What to do
Please output every record exactly, keeping each line as it is.

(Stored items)
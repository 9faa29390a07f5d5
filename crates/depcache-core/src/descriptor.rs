//! Field/method descriptor and generic signature helpers

use crate::error::{CacheCorrupted, Result};

/// Split a field-type sequence into one descriptor per type.
fn split_types(list: &str) -> Result<Vec<String>> {
    let bytes = list.as_bytes();
    let mut types = Vec::new();
    let mut pos = 0;
    while pos < bytes.len() {
        let start = pos;
        while pos < bytes.len() && bytes[pos] == b'[' {
            pos += 1;
        }
        match bytes.get(pos) {
            Some(b'L') => {
                let end = list[pos..]
                    .find(';')
                    .ok_or_else(|| invalid(list))?;
                pos += end + 1;
            }
            Some(b'B' | b'C' | b'D' | b'F' | b'I' | b'J' | b'S' | b'Z' | b'V') => pos += 1,
            _ => return Err(invalid(list)),
        }
        types.push(list[start..pos].to_string());
    }
    Ok(types)
}

fn invalid(descriptor: &str) -> CacheCorrupted {
    CacheCorrupted::invariant(format!("invalid descriptor `{descriptor}`"))
}

/// Parameter descriptors and return descriptor of a method descriptor.
pub fn split_method_descriptor(descriptor: &str) -> Result<(Vec<String>, String)> {
    let close = descriptor.find(')').ok_or_else(|| invalid(descriptor))?;
    if !descriptor.starts_with('(') {
        return Err(invalid(descriptor));
    }
    let params = split_types(&descriptor[1..close])?;
    let ret = descriptor[close + 1..].to_string();
    if split_types(&ret)?.len() != 1 {
        return Err(invalid(descriptor));
    }
    Ok((params, ret))
}

pub fn parameter_descriptors(descriptor: &str) -> Result<Vec<String>> {
    Ok(split_method_descriptor(descriptor)?.0)
}

pub fn return_descriptor(descriptor: &str) -> Result<String> {
    Ok(split_method_descriptor(descriptor)?.1)
}

/// `name(params)`: the overload identity of a method, without return type.
///
/// Covariant-return bridge pairs share this signature.
pub fn method_signature(name: &str, descriptor: &str) -> Result<String> {
    let close = descriptor.find(')').ok_or_else(|| invalid(descriptor))?;
    Ok(format!("{}{}", name, &descriptor[..=close]))
}

/// Source-level type name: `I` -> `int`, `[Ljava/lang/String;` -> `java.lang.String[]`.
pub fn to_source_type_name(descriptor: &str) -> Result<String> {
    let dims = descriptor.bytes().take_while(|b| *b == b'[').count();
    let element = &descriptor[dims..];
    let base = match element.as_bytes().first() {
        Some(b'B') => "byte".to_string(),
        Some(b'C') => "char".to_string(),
        Some(b'D') => "double".to_string(),
        Some(b'F') => "float".to_string(),
        Some(b'I') => "int".to_string(),
        Some(b'J') => "long".to_string(),
        Some(b'S') => "short".to_string(),
        Some(b'Z') => "boolean".to_string(),
        Some(b'V') => "void".to_string(),
        Some(b'L') => {
            let end = element.find(';').ok_or_else(|| invalid(descriptor))?;
            element[1..end].replace('/', ".")
        }
        _ => return Err(invalid(descriptor)),
    };
    Ok(format!("{}{}", base, "[]".repeat(dims)))
}

/// Dotted names of every class type mentioned in a field or method descriptor.
pub fn object_types(descriptor: &str) -> Result<Vec<String>> {
    let types = if descriptor.starts_with('(') {
        let (mut params, ret) = split_method_descriptor(descriptor)?;
        params.push(ret);
        params
    } else {
        split_types(descriptor)?
    };
    Ok(types
        .iter()
        .filter_map(|t| {
            let element = t.trim_start_matches('[');
            element
                .strip_prefix('L')
                .and_then(|s| s.strip_suffix(';'))
                .map(|s| s.replace('/', "."))
        })
        .collect())
}

/// Drop a leading `<...>` formal type parameter section, honouring nesting.
pub fn cut_formal_params(signature: &str) -> &str {
    if !signature.starts_with('<') {
        return signature;
    }
    let mut depth = 0usize;
    for (idx, ch) in signature.char_indices() {
        match ch {
            '<' => depth += 1,
            '>' => {
                depth -= 1;
                if depth == 0 {
                    return &signature[idx + 1..];
                }
            }
            _ => {}
        }
    }
    signature
}

/// The `(...)` parameter part of a generic method signature.
pub fn generic_params_part(signature: &str) -> &str {
    let rest = cut_formal_params(signature);
    match rest.find(')') {
        Some(close) => &rest[..=close],
        None => rest,
    }
}

/// The return-type part of a generic method signature, without the throws suffix.
pub fn generic_return_part(signature: &str) -> &str {
    let rest = cut_formal_params(signature);
    let after = match rest.find(')') {
        Some(close) => &rest[close + 1..],
        None => rest,
    };
    match after.find('^') {
        Some(caret) => &after[..caret],
        None => after,
    }
}

/// `Outer$1` style names produced for anonymous classes.
pub fn is_anonymous(qualified_name: &str) -> bool {
    match qualified_name.rsplit_once('$') {
        Some((_, tail)) => !tail.is_empty() && tail.bytes().all(|b| b.is_ascii_digit()),
        None => false,
    }
}

/// `a.b.Outer$Inner` -> `a.b.Outer`.
pub fn top_level_name(qualified_name: &str) -> &str {
    match qualified_name.find('$') {
        Some(idx) => &qualified_name[..idx],
        None => qualified_name,
    }
}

Answer box
repository 9faa29390a07f5d5
filename crates/depcache-core/src/descriptor.rs
//! Field/method descriptor and generic signature helpers

use crate::error::{CacheCorrupted, Result};

/// Split a field-type sequence into one descriptor per type.
fn split_types(list: &str) -> Result<Vec<String>> {
    let bytes = list.as_bytes();
    let mut types = Vec::new();
    let mut pos = 0;
    while pos < bytes.len() {
        let start = pos;
        while pos < bytes.len() && bytes[pos] == b'[' {
            pos += 1;
        }
        match bytes.get(pos) {
            Some(b'L') => {
                let end = list[pos..]
                    .find(';')
                    .ok_or_else(|| invalid(list))?;
                pos += end + 1;
            }
            Some(b'B' | b'C' | b'D' | b'F' | b'I' | b'J' | b'S' | b'Z' | b'V') => pos += 1,
            _ => return Err(invalid(list)),
        }
        types.push(list[start..pos].to_string());
    }
    Ok(types)
}

fn invalid(descriptor: &str) -> CacheCorrupted {
    CacheCorrupted::invariant(format!("invalid descriptor `{descriptor}`"))
}

/// Parameter descriptors and return descriptor of a method descriptor.
pub fn split_method_descriptor(descriptor: &str) -> Result<(Vec<String>, String)> {
    let close = descriptor.find(')').ok_or_else(|| invalid(descriptor))?;
    if !descriptor.starts_with('(') {
        return Err(invalid(descriptor));
    }
    let params = split_types(&descriptor[1..close])?;
    let ret = descriptor[close + 1..].to_string();
    if split_types(&ret)?.len() != 1 {
        return Err(invalid(descriptor));
    }
    Ok((params, ret))
}

pub fn parameter_descriptors(descriptor: &str) -> Result<Vec<String>> {
    Ok(split_method_descriptor(descriptor)?.0)
}

pub fn return_descriptor(descriptor: &str) -> Result<String> {
    Ok(split_method_descriptor(descriptor)?.1)
}

/// `name(params)`: the overload identity of a method, without return type.
///
/// Covariant-return bridge pairs share this signature.
pub fn method_signature(name: &str, descriptor: &str) -> Result<String> {
    let close = descriptor.find(')').ok_or_else(|| invalid(descriptor))?;
    Ok(format!("{}{}", name, &descriptor[..=close]))
}

/// Source-level type name: `I` -> `int`, `[Ljava/lang/String;` -> `java.lang.String[]`.
pub fn to_source_type_name(descriptor: &str) -> Result<String> {
    let dims = descriptor.bytes().take_while(|b| *b == b'[').count();
    let element = &descriptor[dims..];
    let base = match element.as_bytes().first() {
        Some(b'B') => "byte".to_string(),
        Some(b'C') => "char".to_string(),
        Some(b'D') => "double".to_string(),
        Some(b'F') => "float".to_string(),
        Some(b'I') => "int".to_string(),
        Some(b'J') => "long".to_string(),
        Some(b'S') => "short".to_string(),
        Some(b'Z') => "boolean".to_string(),
        Some(b'V') => "void".to_string(),
        Some(b'L') => {
            let end = element.find(';').ok_or_else(|| invalid(descriptor))?;
            element[1..end].replace('/', ".")
        }
        _ => return Err(invalid(descriptor)),
    };
    Ok(format!("{}{}", base, "[]".repeat(dims)))
}

/// Dotted names of every class type mentioned in a field or method descriptor.
pub fn object_types(descriptor: &str) -> Result<Vec<String>> {
    let types = if descriptor.starts_with('(') {
        let (mut params, ret) = split_method_descriptor(descriptor)?;
        params.push(ret);
        params
    } else {
        split_types(descriptor)?
    };
    Ok(types
        .iter()
        .filter_map(|t| {
            let element = t.trim_start_matches('[');
            element
                .strip_prefix('L')
                .and_then(|s| s.strip_suffix(';'))
                .map(|s| s.replace('/', "."))
        })
        .collect())
}

/// Drop a leading `<...>` formal type parameter section, honouring nesting.
pub fn cut_formal_params(signature: &str) -> &str {
    if !signature.starts_with('<') {
        return signature;
    }
    let mut depth = 0usize;
    for (idx, ch) in signature.char_indices() {
        match ch {
            '<' => depth += 1,
            '>' => {
                depth -= 1;
                if depth == 0 {
                    return &signature[idx + 1..];
                }
            }
            _ => {}
        }
    }
    signature
}

/// The `(...)` parameter part of a generic method signature.
pub fn generic_params_part(signature: &str) -> &str {
    let rest = cut_formal_params(signature);
    match rest.find(')') {
        Some(close) => &rest[..=close],
        None => rest,
    }
}

/// The return-type part of a generic method signature, without the throws suffix.
pub fn generic_return_part(signature: &str) -> &str {
    let rest = cut_formal_params(signature);
    let after = match rest.find(')') {
        Some(close) => &rest[close + 1..],
        None => rest,
    };
    match after.find('^') {
        Some(caret) => &after[..caret],
        None => after,
    }
}

/// `Outer$1` style names produced for anonymous classes.
pub fn is_anonymous(qualified_name: &str) -> bool {
    match qualified_name.rsplit_once('$') {
        Some((_, tail)) => !tail.is_empty() && tail.bytes().all(|b| b.is_ascii_digit()),
        None => false,
    }
}

/// `a.b.Outer$Inner` -> `a.b.Outer`.
pub fn top_level_name(qualified_name: &str) -> &str {
    match qualified_name.find('$') {
        Some(idx) => &qualified_name[..idx],
        None => qualified_name,
    }
}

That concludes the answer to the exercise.